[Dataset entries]
============
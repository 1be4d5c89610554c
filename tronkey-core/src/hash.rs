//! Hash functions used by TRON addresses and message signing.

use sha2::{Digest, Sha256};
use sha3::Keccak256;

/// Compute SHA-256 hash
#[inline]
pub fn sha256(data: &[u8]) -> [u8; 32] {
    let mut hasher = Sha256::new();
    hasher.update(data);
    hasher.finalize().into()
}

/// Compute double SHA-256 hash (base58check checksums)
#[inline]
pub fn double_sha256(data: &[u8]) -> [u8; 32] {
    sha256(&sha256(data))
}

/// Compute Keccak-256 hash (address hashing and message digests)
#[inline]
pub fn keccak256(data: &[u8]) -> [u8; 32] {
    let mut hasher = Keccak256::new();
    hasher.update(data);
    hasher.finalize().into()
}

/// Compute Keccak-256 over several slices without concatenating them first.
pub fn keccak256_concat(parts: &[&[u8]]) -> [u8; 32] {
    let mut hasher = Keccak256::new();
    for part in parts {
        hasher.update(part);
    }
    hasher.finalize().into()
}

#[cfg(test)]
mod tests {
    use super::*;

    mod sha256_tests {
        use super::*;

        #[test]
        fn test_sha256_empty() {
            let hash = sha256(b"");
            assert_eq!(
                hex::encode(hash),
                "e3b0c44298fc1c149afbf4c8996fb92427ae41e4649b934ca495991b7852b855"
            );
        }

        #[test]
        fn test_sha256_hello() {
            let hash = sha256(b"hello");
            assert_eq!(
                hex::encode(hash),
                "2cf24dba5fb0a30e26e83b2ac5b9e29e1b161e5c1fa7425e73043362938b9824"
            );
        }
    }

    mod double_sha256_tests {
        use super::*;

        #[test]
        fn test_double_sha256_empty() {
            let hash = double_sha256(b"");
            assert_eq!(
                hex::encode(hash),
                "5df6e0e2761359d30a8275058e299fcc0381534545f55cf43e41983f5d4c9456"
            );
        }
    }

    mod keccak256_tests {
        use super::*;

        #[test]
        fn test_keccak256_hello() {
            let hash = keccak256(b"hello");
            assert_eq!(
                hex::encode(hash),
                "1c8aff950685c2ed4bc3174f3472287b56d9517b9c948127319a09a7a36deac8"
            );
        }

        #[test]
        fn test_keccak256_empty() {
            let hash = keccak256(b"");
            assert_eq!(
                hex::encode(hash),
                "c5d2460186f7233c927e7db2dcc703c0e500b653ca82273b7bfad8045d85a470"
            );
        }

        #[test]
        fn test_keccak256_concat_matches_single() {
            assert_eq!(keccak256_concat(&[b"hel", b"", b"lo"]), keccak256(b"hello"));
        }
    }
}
============
What this task involves
Print the records verbatim, stopping after the "pub fn keccak256(data: &[u8])" line.

Solution
repository 1be4d5c89610554c
filename tronkey-core/src/hash.rs
//! Hash functions used by TRON addresses and message signing.

use sha2::{Digest, Sha256};
use sha3::Keccak256;

/// Compute SHA-256 hash
#[inline]
pub fn sha256(data: &[u8]) -> [u8; 32] {
    let mut hasher = Sha256::new();
    hasher.update(data);
    hasher.finalize().into()
}

/// Compute double SHA-256 hash (base58check checksums)
#[inline]
pub fn double_sha256(data: &[u8]) -> [u8; 32] {
    sha256(&sha256(data))
}

/// Compute Keccak-256 hash (address hashing and message digests)
#[inline]
pub fn keccak256(data: &[u8]) -> [u8; 32] {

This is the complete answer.